Instructions to follow> Provide nothing except how many lines of the data contain the word "RunConfig".
Segment Open
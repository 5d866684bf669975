use std::path::PathBuf;
use std::sync::Arc;
use polars::error::PolarsResult;
use polars::frame::DataFrame;
use polars::prelude::{CsvReadOptions, DataType, SerReader};

use std::env;
pub fn project_root() -> PathBuf {
    match env::var_os("PROJECT_ROOT") {
        Some(val) => PathBuf::from(val),
        None => {
            // Fall back to current directory if PROJECT_ROOT not set
            env::current_dir().unwrap_or_else(|_| PathBuf::from("."))
        }
    }
}

/// Anchor a relative path at the project root; absolute paths pass through.
pub fn resolve_path(path: &Path) -> PathBuf {
    if path.is_absolute() {
        path.to_path_buf()
    } else {
        project_root().join(path)
    }
}

use std::fs;
use std::path::Path;
use serde::Serialize;
use crate::models::polars_err;

pub fn write_run_config<T: Serialize>(output_dir: &Path, config: &T) -> PolarsResult<PathBuf> {
    let config_path = output_dir.join("run_config.json");
    let body = serde_json::to_string_pretty(config).map_err(|e| polars_err(Box::new(e)))?;
    fs::write(&config_path, body).map_err(|e| polars_err(Box::new(e)))?;
    Ok(config_path)
}

/// Read a tab separated file.
///
/// With `all_text` every column is read as `String`, which keeps isolate and
/// group identifiers such as `007` intact.
pub fn read_tsv(file_path: &Path, has_header: bool, all_text: bool) -> PolarsResult<DataFrame> {
    let mut options = CsvReadOptions::default().with_has_header(has_header);
    if all_text {
        let n_fields = count_fields(file_path)?;
        let dtype_override: Arc<Vec<DataType>> = Arc::new(vec![DataType::String; n_fields]);
        options = options.with_dtype_overwrite(Some(dtype_override));
    }
    options
        .map_parse_options(|o| o.with_separator(b'\t').with_truncate_ragged_lines(true))
        .try_into_reader_with_file_path(Some(file_path.to_path_buf()))?
        .finish()
}

fn count_fields(path: &Path) -> PolarsResult<usize> {
    use std::io::{BufRead, BufReader};

    let file = fs::File::open(path).map_err(|e| polars_err(Box::new(e)))?;
    let mut rdr = BufReader::new(file);
    let mut first = String::new();
    rdr.read_line(&mut first).map_err(|e| polars_err(Box::new(e)))?;
    Ok(first.trim_end_matches(['\r', '\n']).split('\t').count())
}

/// Distinct values in order of first appearance.
pub fn unique_in_order<'a, I>(values: I) -> Vec<&'a str>
where
    I: IntoIterator<Item = &'a str>,
{
    let mut seen = std::collections::HashSet::new();
    values.into_iter().filter(|v| seen.insert(*v)).collect()
}

/// Pad a value range by `pct` of its width on both sides.
pub fn expand_range(min_val: f64, max_val: f64, pct: f64) -> (f64, f64) {
    if (max_val - min_val).abs() < 1e-9 {
        return (min_val - 1.0, max_val + 1.0);
    }
    let range = max_val - min_val;
    let pad = range * pct;
    (min_val - pad, max_val + pad)
}
use std::fs::create_dir_all;

use anyhow::{Context, Result};
use clap::Parser;
use tracing::info;
use tracing_subscriber::EnvFilter;

use crate::analysis::boxplot::plot_category;
use crate::analysis::correction::Correction;
use crate::analysis::pairwise::{categories, category_subset, stratified_pairwise_tests};
use crate::analysis::statistics_output::save_statistics;
use crate::config::{Cli, RunConfig};
use crate::data_handling::classifier_counts::{melt_counts, CombinedCounts};
use crate::data_handling::isolate_metadata::IsolateMetadata;
use crate::data_handling::observations::{collect_observations, join_isolates};
use crate::helper_functions::write_run_config;
use crate::models::{Dataset, Observation, PairwiseComparison};

mod analysis;
mod config;
mod data_handling;
mod helper_functions;
mod models;

fn main() -> Result<()> {
    // Setup logging and run configuration
    tracing_subscriber::fmt()
        .with_env_filter(
            EnvFilter::try_from_default_env().unwrap_or_else(|_| EnvFilter::new("info")),
        )
        .init();

    let cli = Cli::parse();
    let config = RunConfig::from_cli(&cli)?;

    info!("Starting groupwise analysis");

    create_dir_all(&config.output_dir)
        .with_context(|| format!("creating {}", config.output_dir.display()))?;
    write_run_config(&config.output_dir, &config).context("writing run configuration")?;

    let observations = load_observations(&config)?;

    let comparisons = stratified_pairwise_tests(&observations, config.alpha, config.correction)
        .context("running pairwise tests")?;

    render_plots(&config, &observations, &comparisons)?;

    let stats_path = config.output_dir.join("statistics.tsv");
    save_statistics(&stats_path, &comparisons, config.correction != Correction::None)
        .with_context(|| format!("writing {}", stats_path.display()))?;

    println!(
        "Plots and statistics generated in the '{}' directory.",
        config.output_dir.display()
    );
    Ok(())
}

/// load -> reshape -> join -> filter
fn load_observations(config: &RunConfig) -> Result<Vec<Observation>> {
    let counts = CombinedCounts { path: config.counts_path.clone() }
        .load()
        .context("loading classifier counts")?;
    let isolates = IsolateMetadata { path: config.isolates_path.clone() }
        .load()
        .context("loading isolate metadata")?;

    let long = melt_counts(&counts).context("reshaping counts to long form")?;
    let merged = join_isolates(&long, &isolates).context("joining isolate metadata")?;
    let (observations, _report) = collect_observations(&merged).context("filtering observations")?;
    Ok(observations)
}

fn render_plots(
    config: &RunConfig,
    observations: &[Observation],
    comparisons: &[PairwiseComparison],
) -> Result<()> {
    for category in categories(observations) {
        let subset = category_subset(observations, category);
        plot_category(&config.output_dir, category, &subset, comparisons, &config.plot)
            .with_context(|| format!("plotting category {category}"))?;
    }
    Ok(())
}

#[cfg(test)]
mod tests {
    use super::*;
    use crate::analysis::statistics_output::write_statistics;
    use std::fs;

    fn write_inputs(dir: &std::path::Path) {
        fs::write(
            dir.join("combined_classifier_count.tsv"),
            "LETTER\tCOLOR\tCategory\tClass\ta1\ta2\ta3\tb1\tb2\tb3\tnometa\n\
             J\t#111\tInformation storage\tc1\t1\t2\t3\t40\t50\t60\t7\n\
             K\t#222\tInformation storage\tc2\t5\t5\t6\t5\t6\t5\t7\n\
             C\t#333\tMetabolism\tc3\t10\t11\t12\t10\t11\t12\t7\n",
        )
        .unwrap();
        fs::write(
            dir.join("isolate_colors.tsv"),
            "a1\t#f00\tclinical\na2\t#f00\tclinical\na3\t#f00\tclinical\n\
             b1\t#00f\tenvironmental\nb2\t#00f\tenvironmental\nb3\t#00f\tenvironmental\n",
        )
        .unwrap();
    }

    #[test]
    fn pipeline_without_plots() {
        let input = tempfile::tempdir().unwrap();
        let output = tempfile::tempdir().unwrap();
        write_inputs(input.path());

        let cli = Cli::parse_from([
            "groupwise",
            "--input-dir",
            input.path().to_str().unwrap(),
            "--output-dir",
            output.path().to_str().unwrap(),
        ]);
        let config = RunConfig::from_cli(&cli).unwrap();

        let observations = load_observations(&config).unwrap();
        // 3 letters x 6 isolates with metadata
        assert_eq!(observations.len(), 18);
        assert!(observations.iter().all(|o| o.isolate != "nometa"));

        let comparisons =
            stratified_pairwise_tests(&observations, config.alpha, config.correction).unwrap();
        let strata: Vec<_> = comparisons
            .iter()
            .map(|c| (c.category.as_str(), c.letter.as_str()))
            .collect();
        assert_eq!(
            strata,
            vec![("Information storage", "J"), ("Information storage", "K"), ("Metabolism", "C")]
        );
        assert!(comparisons.iter().all(|c| c.group1 == "clinical" && c.group2 == "environmental"));

        // 3 vs 3 fully separated: exact p = 2 / C(6, 3) = 0.1, not significant
        assert!((comparisons[0].p_value - 0.1).abs() < 1e-12);
        assert!(!comparisons[0].significant);
        // identical samples
        assert_eq!(comparisons[2].p_value, 1.0);

        let mut buf = Vec::new();
        write_statistics(&mut buf, &comparisons, false).unwrap();
        let text = String::from_utf8(buf).unwrap();
        assert_eq!(text.lines().count(), 4);
        assert!(text.lines().nth(1).unwrap().starts_with("Information storage\tJ\tclinical\t2\tenvironmental\t50\t"));
    }
}
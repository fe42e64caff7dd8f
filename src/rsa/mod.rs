// RSA Module - Main module file
// Exports all RSA-related functionality

pub mod bigint;
pub mod decrypt;
pub mod encrypt;
pub mod entropy;
pub mod error;
pub mod keygen;
pub mod padding;
pub mod prime;

pub use decrypt::{decrypt, decrypt_to_string};
pub use encrypt::{encrypt, encrypt_string, encrypt_with};
pub use entropy::{os_entropy, EntropySource, OsEntropy, RandEntropy};
pub use error::{Result, RsaError};
pub use keygen::{
    generate_keys, generate_keys_with, KeyGenConfig, PrivateKey, PublicKey, PUBLIC_EXPONENT,
};
pub use padding::{pad_pkcs1_v15, unpad_pkcs1_v15};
Segment Closed
Exercise answer> 5